Having reviewed every album by the self-styled gypsy rockers since Beautiful Curse, it seemed right to cover this one too, even if it feels like I’m re-treading old ground. And that’s mainly what the band has done since their 1990 debut. It’s no bad thing, they’ve built a career and a loyal fanbase from it, much like AC/DC have, just on a smaller scale.
There is a massive “but” hiding amongst the ten tracks. It’s called focus and chemistry. Boasting a line-up which has been in place since 2013, there’s no denying that it’s benefitting them massively, you can see it in their live shows too, something I noticed back in March. It’s strengthening them and allowing them to turn in some of their best songs since Beautiful Curse. Songs like “Stroll On” and “Shotgun Way” sound like they could have come from their early 90s efforts.
Meanwhile, tracks such as “Ghost Train” and “Breaking Rocks” sound much more akin to the more modern sensibilities of recent albums. But it still has that Quireboys sound rooted deep within its DNA. The tried and tested blueprint which has never failed for the band. The dual guitars of Guy Griffin and Paul Guerin complete with their backing vocals tie in neatly with Keith Weir’s keyboard melodies, really outdoing himself this time around. Title track “Twisted Love” also features blues powerhouse Lynne Jackaman on backing vocals, trading barbs with Spike, the sultriness lingering in the background yet notably obvious.
Then there’s “Gracie B”, originally from the previous, acoustic-driven album St Cecilia and the Gypsy Soul. It was given a full electric outing on their tour this year and it sounded massive. Re-worked based on that and included here, the standout of its original album, it’s been transformed into a new beast, even more dangerous than its original form.
Frontman Spike’s voice has noticeably weathered with age but it’s only gotten better in that time, his inimitable rasp has him attack his vocals with the energy of a vocalist half his age and better into the bargain!

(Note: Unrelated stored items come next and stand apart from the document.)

impl Builder {
    fn connect(&mut self, sources: &[NodeId], target: NodeId) {
        for &source in sources {
            // A frontier can mention the same node twice (empty branches);
            // keep the edge list simple.
            if !self.graph.successors(source).contains(&target) {
                self.graph.add_edge(source, target);
            }
        }
    }

    /// Chains a frontier through defer nodes in reverse declaration order.
    fn route_defers(&mut self, mut frontier: Vec<NodeId>, defers: &[NodeId]) -> Vec<NodeId> {
        for &deferred in defers.iter().rev() {
            if frontier.is_empty() {
                break;
            }
            self.connect(&frontier, deferred);
            frontier = vec![deferred];
        }
        frontier
    }

    /// Routes a frontier through every defer of the scopes at or above
    /// `scope_depth`, innermost first.
    fn defers_from(&mut self, scope_depth: usize, frontier: Vec<NodeId>) -> Vec<NodeId> {
        let defers: Vec<NodeId> = self.scopes[scope_depth..]
            .iter()
            .flatten()
            .copied()
            .collect();
        self.route_defers(frontier, &defers)
    }

    fn block(
        &mut self,
        block: &CompoundStatement,
        base: &StatementPath,
        mut frontier: Vec<NodeId>,
    ) -> Vec<NodeId> {
        self.scopes.push(Vec::new());
        let mut declared: Vec<String> = Vec::new();
        for (i, stmt) in block.statements.iter().enumerate() {
            if let StatementKind::VariableDeclarations(decls) = &stmt.kind {
                declared.extend(decls.iter().map(|d| d.name.clone()));
            }
            frontier = self.statement(stmt, base.child(i), frontier);
        }
        if !frontier.is_empty() {
            for name in declared.iter().rev() {
                let marker = self.graph.add_end_of_scope(name.clone());
                self.connect(&frontier, marker);
                frontier = vec![marker];
            }
        }
        let defers = self.scopes.pop().expect("scope stack underflow");
        self.route_defers(frontier, &defers)
    }

    fn statement(
        &mut self,
        stmt: &Statement,
        path: StatementPath,
        frontier: Vec<NodeId>,
    ) -> Vec<NodeId> {
        match &stmt.kind {
            StatementKind::Expressions(_) => self.linear(path, "expressions", frontier),
            StatementKind::VariableDeclarations(_) => {
                self.linear(path, "variable declaration", frontier)
            }
            StatementKind::Unknown(_) => self.linear(path, "unknown", frontier),
            StatementKind::LocalFunction(_) => self.linear(path, "local function", frontier),
            StatementKind::Compound(inner) => {
                let anchor = self.graph.add_statement_node(path.clone(), "block");
                self.connect(&frontier, anchor);
                self.block(inner, &path, vec![anchor])
            }
            StatementKind::If(s) => {
                let condition = self.graph.add_statement_node(path.clone(), "if");
                self.connect(&frontier, condition);
                let mut result = self.block(&s.body, &path.child(0), vec![condition]);
                match &s.else_body {
                    Some(else_body) => {
                        result.extend(self.block(else_body, &path.child(1), vec![condition]));
                    }
                    // A missing branch is a direct edge to the join.
                    None => result.push(condition),
                }
                result
            }
            StatementKind::Switch(s) => {
                let subject = self.graph.add_statement_node(path.clone(), "switch");
                self.connect(&frontier, subject);
                self.frames.push(Frame {
                    is_loop: false,
                    continue_target: None,
                    breaks: Vec::new(),
                    fallthroughs: Vec::new(),
                    scope_depth: self.scopes.len(),
                });
                let mut result = Vec::new();
                let mut pending: Vec<NodeId> = Vec::new();
                for (k, case) in s.cases.iter().enumerate() {
                    let mut entry = vec![subject];
                    entry.append(&mut pending);
                    result.extend(self.block(&case.body, &path.child(k), entry));
                    let frame = self.frames.last_mut().expect("switch frame");
                    pending = std::mem::take(&mut frame.fallthroughs);
                }
                let mut entry = vec![subject];
                entry.append(&mut pending);
                result.extend(self.block(&s.default, &path.child(s.cases.len()), entry));
                let frame = self.frames.pop().expect("switch frame");
                result.extend(frame.breaks);
                result
            }
            StatementKind::While(s) => {
                let header = self.graph.add_statement_node(path.clone(), "while");
                self.connect(&frontier, header);
                self.loop_body(&s.body, &path.child(0), header, vec![header])
            }
            StatementKind::ForIn(s) => {
                let header = self.graph.add_statement_node(path.clone(), "for-in");
                self.connect(&frontier, header);
                self.loop_body(&s.body, &path.child(0), header, vec![header])
            }
            StatementKind::RepeatWhile(s) => {
                // The condition node anchors the statement; the body runs
                // first, so the incoming frontier enters the body and the
                // condition loops back to it.
                let condition = self.graph.add_statement_node(path.clone(), "repeat-while");
                let mut entry = frontier;
                entry.push(condition);
                let mut exits = self.loop_body_to(&s.body, &path.child(0), condition, entry);
                exits.push(condition);
                exits
            }
            StatementKind::Do(s) => {
                let anchor = self.graph.add_statement_node(path.clone(), "do");
                self.connect(&frontier, anchor);
                let anchors: Vec<NodeId> = s
                    .catch_blocks
                    .iter()
                    .enumerate()
                    .map(|(k, _)| self.graph.add_statement_node(path.child(k + 1), "catch"))
                    .collect();
                if let Some(&first) = anchors.first() {
                    self.catches.push((first, self.scopes.len()));
                }
                let mut result = self.block(&s.body, &path.child(0), vec![anchor]);
                if !anchors.is_empty() {
                    self.catches.pop();
                }
                for (k, catch) in s.catch_blocks.iter().enumerate() {
                    result.extend(self.block(&catch.body, &path.child(k + 1), vec![anchors[k]]));
                }
                result
            }
            StatementKind::Defer(body) => {
                let anchor = self.graph.add_statement_node(path.clone(), "defer");
                self.connect(&frontier, anchor);
                let inner = build_cfg_rooted(body, path.child(0));
                let subgraph = self.graph.add_subgraph_node(inner);
                self.scopes
                    .last_mut()
                    .expect("defer outside any scope")
                    .push(subgraph);
                vec![anchor]
            }
            StatementKind::Throw(_) => {
                let node = self.graph.add_statement_node(path, "throw");
                self.connect(&frontier, node);
                let (target, depth) = match self.catches.last() {
                    Some(&(anchor, depth)) => (anchor, depth),
                    None => (self.graph.exit(), 0),
                };
                let routed = self.defers_from(depth, vec![node]);
                self.connect(&routed, target);
                Vec::new()
            }
            StatementKind::Return(_) => {
                let node = self.graph.add_statement_node(path, "return");
                self.connect(&frontier, node);
                let routed = self.defers_from(0, vec![node]);
                let exit = self.graph.exit();
                self.connect(&routed, exit);
                Vec::new()
            }
            StatementKind::Break => {
                let node = self.graph.add_statement_node(path, "break");
                self.connect(&frontier, node);
                if let Some(depth) = self.frames.last().map(|f| f.scope_depth) {
                    let routed = self.defers_from(depth, vec![node]);
                    self.frames
                        .last_mut()
                        .expect("break frame")
                        .breaks
                        .extend(routed);
                }
                Vec::new()
            }
            StatementKind::Continue => {
                let node = self.graph.add_statement_node(path, "continue");
                self.connect(&frontier, node);
                let frame_info = self
                    .frames
                    .iter()
                    .rev()
                    .find(|f| f.is_loop)
                    .map(|f| (f.continue_target, f.scope_depth));
                if let Some((Some(target), depth)) = frame_info {
                    let routed = self.defers_from(depth, vec![node]);
                    self.connect(&routed, target);
                }
                Vec::new()
            }
            StatementKind::Fallthrough => {
                let node = self.graph.add_statement_node(path, "fallthrough");
                self.connect(&frontier, node);
                if let Some(frame) = self.frames.iter_mut().rev().find(|f| !f.is_loop) {
                    frame.fallthroughs.push(node);
                }
                Vec::new()
            }
        }
    }

    fn linear(&mut self, path: StatementPath, description: &str, frontier: Vec<NodeId>) -> Vec<NodeId> {
        let node = self.graph.add_statement_node(path, description);
        self.connect(&frontier, node);
        vec![node]
    }

    /// Loop body wiring shared by `while` and `for-in`: body exits loop back
    /// to the header, `break` joins the loop's frontier, `continue` targets
    /// the header.
    fn loop_body(
        &mut self,
        body: &CompoundStatement,
        base: &StatementPath,
        header: NodeId,
        entry: Vec<NodeId>,
    ) -> Vec<NodeId> {
        let mut exits = self.loop_body_to(body, base, header, entry);
        exits.push(header);
        exits
    }

    fn loop_body_to(
        &mut self,
        body: &CompoundStatement,
        base: &StatementPath,
        back_target: NodeId,
        entry: Vec<NodeId>,
    ) -> Vec<NodeId> {
        self.frames.push(Frame {
            is_loop: true,
            continue_target: Some(back_target),
            breaks: Vec::new(),
            fallthroughs: Vec::new(),
            scope_depth: self.scopes.len(),
        });
        let body_frontier = self.block(body, base, entry);
        self.connect(&body_frontier, back_target);
        let frame = self.frames.pop().expect("loop frame");
        frame.breaks
    }
}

Meanwhile the engine room of Dave McCluskey on drums coupled with Nick Mailing’s bass has helped propel the band to a new level of quality, the years of playing and recording together is obvious, something you can only get with a regular line-up. There’s a deft hand involved for the pair of them, Dave’s drums especially featuring more prominently this time around due to the harder edge Spike had promised this time around.
As before, the band have produced the album with Martin Ekelund of Bonafide and once again, he’s managed to get the best out of them. Promising “no ballads” this time around seemed like a weird prospect for a band like The Quireboys, especially when some of their best songs fall into that category but at no point do you wish they’d drop a gear and include a sequel to “I Don’t Love You Anymore”. Their raucous singalong anthems are at the forefront and it’s easy to pick out which will be the live favourites.
There’s not a band more deserving of their renaissance than The Quireboys. Constantly putting out brilliant albums, relentless touring and a band you can never accuse of turning in a bad performance, you’ll be hard-pushed to find a band to beat their consistency. With this being the fourth album in as many years and the quality never dropping, I’m sure I’ll be raving about next year’s at some point!